Lima, Jul 24 (EFE) .- The National Museum of Peru (Muna), the largest in the country, opened its doors this Saturday with the mission of preserving and exhibiting the archaeological legacy of pre-Hispanic civilizations, reflecting on its 200 years of independence and spread artistic and cultural expressions throughout the nation.
The opening was held on the occasion of the bicentennial of the independence of Peru, which is celebrated on July 28, in the absence of being filled with the thousands of cultural objects that will make up the permanent exhibition, whose inauguration is scheduled for 2024.
The museum, whose construction was around 500 million soles (about 125 million dollars) is located in the south of Lima, in front of the Pachacámac sanctuary, where the archaeological remains of the main oracle of the central coast of Ancient Peru are located.
For now, visitors arriving from July 27 to the imposing building will be able to visit several temporary exhibitions and a temporary handicraft fair.
A “CHEST” OF RELICS
The enclosure has more than 60,000 meters built, distributed in five levels, of which two are underground and three are above ground level.
“We can see it as a chest that will keep all the treasures of our Peru,” said the interim president, Francisco Sagasti, who, in one of his last official acts before handing over the position next week to his successor, Pedro Castillo, attended this act full of folk music, typical dances and history.
“This chest will be progressively filled over the next few years, in such a way that on December 9, 2024, when we celebrate the bicentennial of the Battle of Ayacucho, which sealed the independence of all of South America, we will be able to inaugurate it completely,” said Sagasti.

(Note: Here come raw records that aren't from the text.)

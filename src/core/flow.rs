//! Flow window selection
//!
//! Each dense line carries a floating cursor that advances with time and
//! wraps modulo the line length. The lit window is the `highlightCount`
//! points just behind the cursor, wrapping around the end of the buffer so
//! the highlight slides continuously whether the path is open or closed.

use std::ops::Range;

use glam::DVec3;

use super::style::LineStyle;

/// Lower bound on the number of lit points
pub const MIN_HIGHLIGHT: f64 = 2.0;

/// Continuous per-line cursor ("active index") into a dense line.
#[derive(Clone, Copy, Debug, Default, PartialEq)]
pub struct FlowCursor {
    index: f64,
}

impl FlowCursor {
    pub fn index(&self) -> f64 {
        self.index
    }

    pub fn reset(&mut self) {
        self.index = 0.0;
    }

    /// Advance by `speed * dt_ms / 1000` points, wrapping modulo `len`.
    ///
    /// Always leaves the cursor in `[0, len)`; an empty line pins it at 0.
    pub fn advance(&mut self, speed: f64, dt_ms: f64, len: usize) -> f64 {
        if len == 0 {
            self.index = 0.0;
            return 0.0;
        }

        let len = len as f64;
        let step = speed * dt_ms / 1000.0;
        let next = (self.index + if step.is_finite() { step } else { 0.0 }).rem_euclid(len);
        // rem_euclid rounds up to `len` for tiny negative inputs
        self.index = if next < len { next } else { 0.0 };
        self.index
    }
}

/// Number of lit points for a line of `len` points: `max(2, flow_ratio * len)`.
pub fn highlight_count(flow_ratio: f64, len: usize) -> f64 {
    (flow_ratio * len as f64).max(MIN_HIGHLIGHT)
}

/// Lit window as index ranges into the dense line, ordered tail to head.
///
/// `second` is non-empty only when the window wraps past the end of the
/// buffer: `first` is then the tail slice and `second` the head slice.
#[derive(Clone, Debug, Default, PartialEq, Eq)]
pub struct FlowWindow {
    pub first: Range<usize>,
    pub second: Range<usize>,
}

impl FlowWindow {
    pub fn len(&self) -> usize {
        self.first.len() + self.second.len()
    }

    pub fn is_empty(&self) -> bool {
        self.len() == 0
    }

    pub fn wraps(&self) -> bool {
        !self.second.is_empty()
    }

    /// Window points in flow order (oldest first)
    pub fn points<'a, T>(&self, line: &'a [T]) -> impl ExactSizeIterator<Item = &'a T> + 'a {
        let (first, second) = (&line[self.first.clone()], &line[self.second.clone()]);
        WindowIter {
            first: first.iter(),
            second: second.iter(),
        }
    }
}

struct WindowIter<'a, T> {
    first: std::slice::Iter<'a, T>,
    second: std::slice::Iter<'a, T>,
}

impl<'a, T> Iterator for WindowIter<'a, T> {
    type Item = &'a T;

    fn next(&mut self) -> Option<Self::Item> {
        self.first.next().or_else(|| self.second.next())
    }

    fn size_hint(&self) -> (usize, Option<usize>) {
        let n = self.first.len() + self.second.len();
        (n, Some(n))
    }
}

impl<T> ExactSizeIterator for WindowIter<'_, T> {}

/// Window ending at `active` (exclusive) and spanning `highlight` points.
///
/// Fractional bounds truncate toward zero. Lines shorter than two points
/// have no window.
pub fn select_window(active: f64, highlight: f64, len: usize) -> FlowWindow {
    if len < 2 {
        return FlowWindow::default();
    }

    let lenf = len as f64;
    let head_end = (active.max(0.0) as usize).min(len);
    if active < highlight {
        let tail_start = ((lenf - (highlight - active)).max(0.0) as usize).min(len);
        FlowWindow {
            first: tail_start..len,
            second: 0..head_end,
        }
    } else {
        let start = ((active - highlight) as usize).min(head_end);
        FlowWindow {
            first: start..head_end,
            second: 0..0,
        }
    }
}

/// A dense line and its animation cursor.
#[derive(Clone, Debug, Default, PartialEq)]
pub struct FlowLine {
    points: Vec<DVec3>,
    cursor: FlowCursor,
}

impl FlowLine {
    pub fn new(points: Vec<DVec3>) -> Self {
        Self {
            points,
            cursor: FlowCursor::default(),
        }
    }

    pub fn points(&self) -> &[DVec3] {
        &self.points
    }

    pub fn len(&self) -> usize {
        self.points.len()
    }

    pub fn is_empty(&self) -> bool {
        self.points.is_empty()
    }

    pub fn cursor(&self) -> FlowCursor {
        self.cursor
    }

    /// Advance the cursor by `dt_ms` and return the window for this frame.
    pub fn step(&mut self, style: &LineStyle, dt_ms: f64) -> FlowWindow {
        if self.points.len() < 2 {
            self.cursor.reset();
            return FlowWindow::default();
        }
        let len = self.points.len();
        let active = self.cursor.advance(style.speed, dt_ms, len);
        select_window(active, highlight_count(style.flow_ratio, len), len)
    }
}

The president wanted the National Museum to serve as a symbol of national unity by disseminating all the cultural diversities of the country and he hoped that many could become aware of how valuable the country is in its differences.
“We have insisted on generating meaningless divisions that only separate us, separate us as a nation and make us lose the opportunity to build a much more integrated country that builds on its past, enjoys the present and opens paths to the future,” said Sagasti .

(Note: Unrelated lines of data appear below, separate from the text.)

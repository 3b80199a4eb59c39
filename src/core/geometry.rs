//! Input geometry: polylines as the scene host hands them over
//!
//! The JSON shape matches the host's polyline JSON:
//! `{"paths": [[[x, y, z?], ...], ...], "spatialReference": {"wkid": 4326}}`.

use glam::DVec3;
use serde::{Deserialize, Serialize};

/// Spatial reference of the input coordinates.
///
/// Opaque to the pipeline: it is only handed back to the host transform.
#[derive(Clone, Debug, Default, PartialEq, Eq, Serialize, Deserialize)]
#[serde(rename_all = "camelCase")]
pub struct SpatialReference {
    #[serde(default, skip_serializing_if = "Option::is_none")]
    pub wkid: Option<u32>,
    #[serde(default, skip_serializing_if = "Option::is_none")]
    pub latest_wkid: Option<u32>,
    #[serde(default, skip_serializing_if = "Option::is_none")]
    pub wkt: Option<String>,
}

impl SpatialReference {
    /// Geographic WGS84 (lon/lat degrees)
    pub const WGS84: Self = Self::from_wkid(4326);
    /// Web Mercator (meters)
    pub const WEB_MERCATOR: Self = Self::from_wkid(3857);

    pub const fn from_wkid(wkid: u32) -> Self {
        Self {
            wkid: Some(wkid),
            latest_wkid: None,
            wkt: None,
        }
    }
}

/// Axis-aligned 2D extent in the polyline's spatial reference.
#[derive(Clone, Copy, Debug, PartialEq, Serialize, Deserialize)]
pub struct Extent {
    pub xmin: f64,
    pub ymin: f64,
    pub xmax: f64,
    pub ymax: f64,
}

impl Extent {
    pub fn center(&self) -> (f64, f64) {
        ((self.xmin + self.xmax) * 0.5, (self.ymin + self.ymax) * 0.5)
    }

    fn include(&mut self, x: f64, y: f64) {
        self.xmin = self.xmin.min(x);
        self.ymin = self.ymin.min(y);
        self.xmax = self.xmax.max(x);
        self.ymax = self.ymax.max(y);
    }
}

/// Single input vertex, encoded as `[x, y]` or `[x, y, z]`.
///
/// Missing components read as 0; extra components (M values) are dropped.
#[derive(Clone, Copy, Debug, Default, PartialEq, Serialize, Deserialize)]
#[serde(from = "Vec<f64>", into = "[f64; 3]")]
pub struct Vertex(pub DVec3);

impl From<Vec<f64>> for Vertex {
    fn from(coords: Vec<f64>) -> Self {
        let at = |i: usize| coords.get(i).copied().unwrap_or(0.0);
        Self(DVec3::new(at(0), at(1), at(2)))
    }
}

impl From<Vertex> for [f64; 3] {
    fn from(v: Vertex) -> Self {
        v.0.to_array()
    }
}

impl From<DVec3> for Vertex {
    fn from(v: DVec3) -> Self {
        Self(v)
    }
}

/// Ordered point sequence of one line
pub type Path = Vec<Vertex>;

/// One or more paths sharing a spatial reference.
///
/// Never mutated by the pipeline; an update replaces the whole value.
#[derive(Clone, Debug, Default, PartialEq, Serialize, Deserialize)]
#[serde(rename_all = "camelCase")]
pub struct Polyline {
    #[serde(default)]
    pub paths: Vec<Path>,
    #[serde(default)]
    pub spatial_reference: SpatialReference,
    /// Host-provided extent; computed from the paths when absent
    #[serde(default, skip_serializing_if = "Option::is_none")]
    pub extent: Option<Extent>,
}

impl Polyline {
    pub fn new(paths: Vec<Vec<DVec3>>, spatial_reference: SpatialReference) -> Self {
        Self {
            paths: paths
                .into_iter()
                .map(|path| path.into_iter().map(Vertex).collect())
                .collect(),
            spatial_reference,
            extent: None,
        }
    }

    pub fn from_json(json: &str) -> Result<Self, serde_json::Error> {
        serde_json::from_str(json)
    }

    /// Explicit extent if the host sent one, otherwise the bounding box of all points.
    /// `None` when the polyline has no points at all.
    pub fn extent(&self) -> Option<Extent> {
        if self.extent.is_some() {
            return self.extent;
        }

        let mut points = self.paths.iter().flatten();
        let first = points.next()?;
        let mut extent = Extent {
            xmin: first.0.x,
            ymin: first.0.y,
            xmax: first.0.x,
            ymax: first.0.y,
        };
        for p in points {
            extent.include(p.0.x, p.0.y);
        }
        Some(extent)
    }

    /// Total number of input vertices across all paths
    pub fn point_count(&self) -> usize {
        self.paths.iter().map(Vec::len).sum()
    }
}

#[cfg(test)]
mod tests {
    use super::*;

    #[test]
    fn test_parse_host_json() {
        let json = r#"{
            "paths": [[[116.3, 39.9], [116.4, 39.95, 12.5]], [[0, 0, 0, 7]]],
            "spatialReference": {"wkid": 4326},
            "hasZ": true
        }"#;
        let line = Polyline::from_json(json).unwrap();

        assert_eq!(line.paths.len(), 2);
        assert_eq!(line.paths[0][0].0, DVec3::new(116.3, 39.9, 0.0));
        assert_eq!(line.paths[0][1].0, DVec3::new(116.4, 39.95, 12.5));
        // M value dropped
        assert_eq!(line.paths[1][0].0, DVec3::ZERO);
        assert_eq!(line.spatial_reference, SpatialReference::WGS84);
        assert_eq!(line.point_count(), 3);
    }

    #[test]
    fn test_extent_computed_from_points() {
        let line = Polyline::new(
            vec![
                vec![DVec3::new(-2.0, 1.0, 0.0), DVec3::new(4.0, 3.0, 0.0)],
                vec![DVec3::new(0.0, -5.0, 9.0)],
            ],
            SpatialReference::WEB_MERCATOR,
        );
        let extent = line.extent().unwrap();
        assert_eq!(extent.xmin, -2.0);
        assert_eq!(extent.xmax, 4.0);
        assert_eq!(extent.ymin, -5.0);
        assert_eq!(extent.ymax, 3.0);
        assert_eq!(extent.center(), (1.0, -1.0));
    }

    #[test]
    fn test_explicit_extent_wins() {
        let json = r#"{
            "paths": [[[0, 0], [10, 10]]],
            "extent": {"xmin": 100, "ymin": 100, "xmax": 200, "ymax": 300}
        }"#;
        let line = Polyline::from_json(json).unwrap();
        assert_eq!(line.extent().unwrap().center(), (150.0, 200.0));
    }

    #[test]
    fn test_empty_polyline_has_no_extent() {
        assert!(Polyline::default().extent().is_none());
        let only_empty_paths = Polyline::new(vec![vec![], vec![]], SpatialReference::default());
        assert!(only_empty_paths.extent().is_none());
    }
}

TO ALSO LOOK TO THE FUTURE
In that sense, the head of state also considered that this museum should not only look and reflect on the past but also on the future and its challenges such as climate change.
For his part, the Minister of Culture, Alejandro Neyra, recalled that the project of a national museum was a desire that was practically 200 years old, the same as the independent life of Peru, since José de San Martín raised it for the first time. time in 1822.

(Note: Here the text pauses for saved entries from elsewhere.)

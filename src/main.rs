//! Headless frame simulation for a polyline file
//!
//! Run with: cargo run --features cli --bin flowline-cli -- --polyline line.json

use std::path::PathBuf;
use std::time::{Duration, Instant};

use clap::Parser;
use glam::DVec3;
use tracing::{info, warn};
use tracing_subscriber::{fmt, EnvFilter};

use flowline::headless::{IdentityHost, StatsPass};
use flowline::{Camera, FlowConfig, FlowError, FlowLineRenderer, Polyline, RenderContext};

#[derive(Parser, Debug)]
#[command(name = "flowline-cli", version)]
struct Args {
    /// Polyline JSON (`{"paths": [[[x, y, z], ...]], "spatialReference": {...}}`).
    #[arg(long)]
    polyline: PathBuf,

    /// Flow config JSON; defaults when omitted.
    #[arg(long)]
    config: Option<PathBuf>,

    /// Simulated frames per second.
    #[arg(long, default_value_t = 60)]
    fps: u32,

    /// Stop after this many seconds; runs until Ctrl-C when omitted.
    #[arg(long)]
    duration: Option<f64>,

    /// Render-space offset applied by the host, as `x,y,z`.
    #[arg(long, value_delimiter = ',', default_values_t = [0.0, 0.0, 0.0])]
    offset: Vec<f64>,

    /// Seconds between stats lines.
    #[arg(long, default_value_t = 5)]
    stats_secs: u64,
}

/// Wall-clock context over the statistics pass.
struct SimContext {
    start: Instant,
}

impl RenderContext for SimContext {
    type Device = ();

    fn device(&self) -> &() {
        &()
    }

    fn camera(&self) -> Camera {
        Camera::default()
    }

    fn now_ms(&self) -> f64 {
        self.start.elapsed().as_secs_f64() * 1000.0
    }
}

fn load_config(path: Option<&PathBuf>) -> Result<FlowConfig, FlowError> {
    match path {
        Some(path) => Ok(FlowConfig::from_json(&std::fs::read_to_string(path)?)?),
        None => Ok(FlowConfig::default()),
    }
}

#[tokio::main]
async fn main() -> Result<(), Box<dyn std::error::Error>> {
    let filter =
        EnvFilter::try_from_default_env().unwrap_or_else(|_| EnvFilter::new("info,flowline=debug"));
    fmt().with_env_filter(filter).with_target(true).init();

    let args = Args::parse();

    let polyline = Polyline::from_json(&std::fs::read_to_string(&args.polyline)?)?;
    let config = load_config(args.config.as_ref())?;
    let [x, y, z] = <[f64; 3]>::try_from(args.offset.as_slice())
        .map_err(|_| format!("--offset needs 3 values, got {}", args.offset.len()))?;
    let offset = DVec3::new(x, y, z);
    info!(
        path = %args.polyline.display(),
        paths = polyline.paths.len(),
        points = polyline.point_count(),
        "Polyline loaded"
    );

    let ctx = SimContext {
        start: Instant::now(),
    };
    let mut renderer = FlowLineRenderer::new(
        IdentityHost::with_offset(offset),
        StatsPass::default(),
        polyline,
        &config,
    );
    renderer.setup(&ctx);
    if !renderer.is_ready() {
        warn!("Renderer not ready, nothing to simulate");
        return Ok(());
    }
    for (i, line) in renderer.lines().iter().enumerate() {
        info!(line = i, points = line.len(), "Line densified");
    }

    let frame_period = Duration::from_secs_f64(1.0 / f64::from(args.fps.max(1)));
    let mut frame_interval = tokio::time::interval(frame_period);
    let mut stats_interval = tokio::time::interval(Duration::from_secs(args.stats_secs.max(1)));
    let deadline = args.duration.map(|secs| ctx.start + Duration::from_secs_f64(secs.max(0.0)));
    let mut frames_last_interval = 0u64;
    let ctrl_c = tokio::signal::ctrl_c();
    tokio::pin!(ctrl_c);

    loop {
        tokio::select! {
            _ = frame_interval.tick() => {
                renderer.render(&ctx);
                frames_last_interval += 1;
                if deadline.is_some_and(|d| Instant::now() >= d) {
                    break;
                }
            }
            _ = stats_interval.tick() => {
                let cursors: Vec<String> = renderer
                    .lines()
                    .iter()
                    .map(|l| format!("{:.1}", l.cursor().index()))
                    .collect();
                info!(
                    frames = renderer.pass().frames(),
                    fps = format!("{:.1}", frames_last_interval as f64 / args.stats_secs.max(1) as f64),
                    vertices = renderer.pass().last_vertex_count(),
                    peak = renderer.pass().peak_vertex_count(),
                    cursors = %cursors.join(","),
                    "stats"
                );
                frames_last_interval = 0;
            }
            _ = &mut ctrl_c => {
                info!("Interrupted");
                break;
            }
        }
    }

    let pass = renderer.pass();
    info!(
        frames = pass.frames(),
        mean_vertices = format!("{:.1}", pass.mean_vertex_count()),
        peak_vertices = pass.peak_vertex_count(),
        render_requests = renderer.host().render_requests(),
        "Simulation finished"
    );
    Ok(())
}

“This museum settles a pending account with our country and fulfills a promise of the Republic. This national museum is special. It will tell us what ‘Peru’ is, who we are, why we are here and where we are going,” said Neyra .
“BIG BROTHER” OF THE MUSEUMS OF PERU
In principle, as indicated by the Government, the opening of the National Museum will not entail the dismantling of any of the existing museums, including the National Museum of Archeology, Anthropology and History of Peru (MNAAH), which until now was the museum of reference to review national history.
The National Museum of Peru will be the center and headquarters of the national museum system, to which it will provide technical assistance in the fields of management, preservation, research and education.
Likewise, it will protect pieces of tangible and intangible cultural heritage, including more than 30,000 assets that until now were at the headquarters of the Ministry of Culture and more than 6,000 pieces repatriated from other countries in recent years.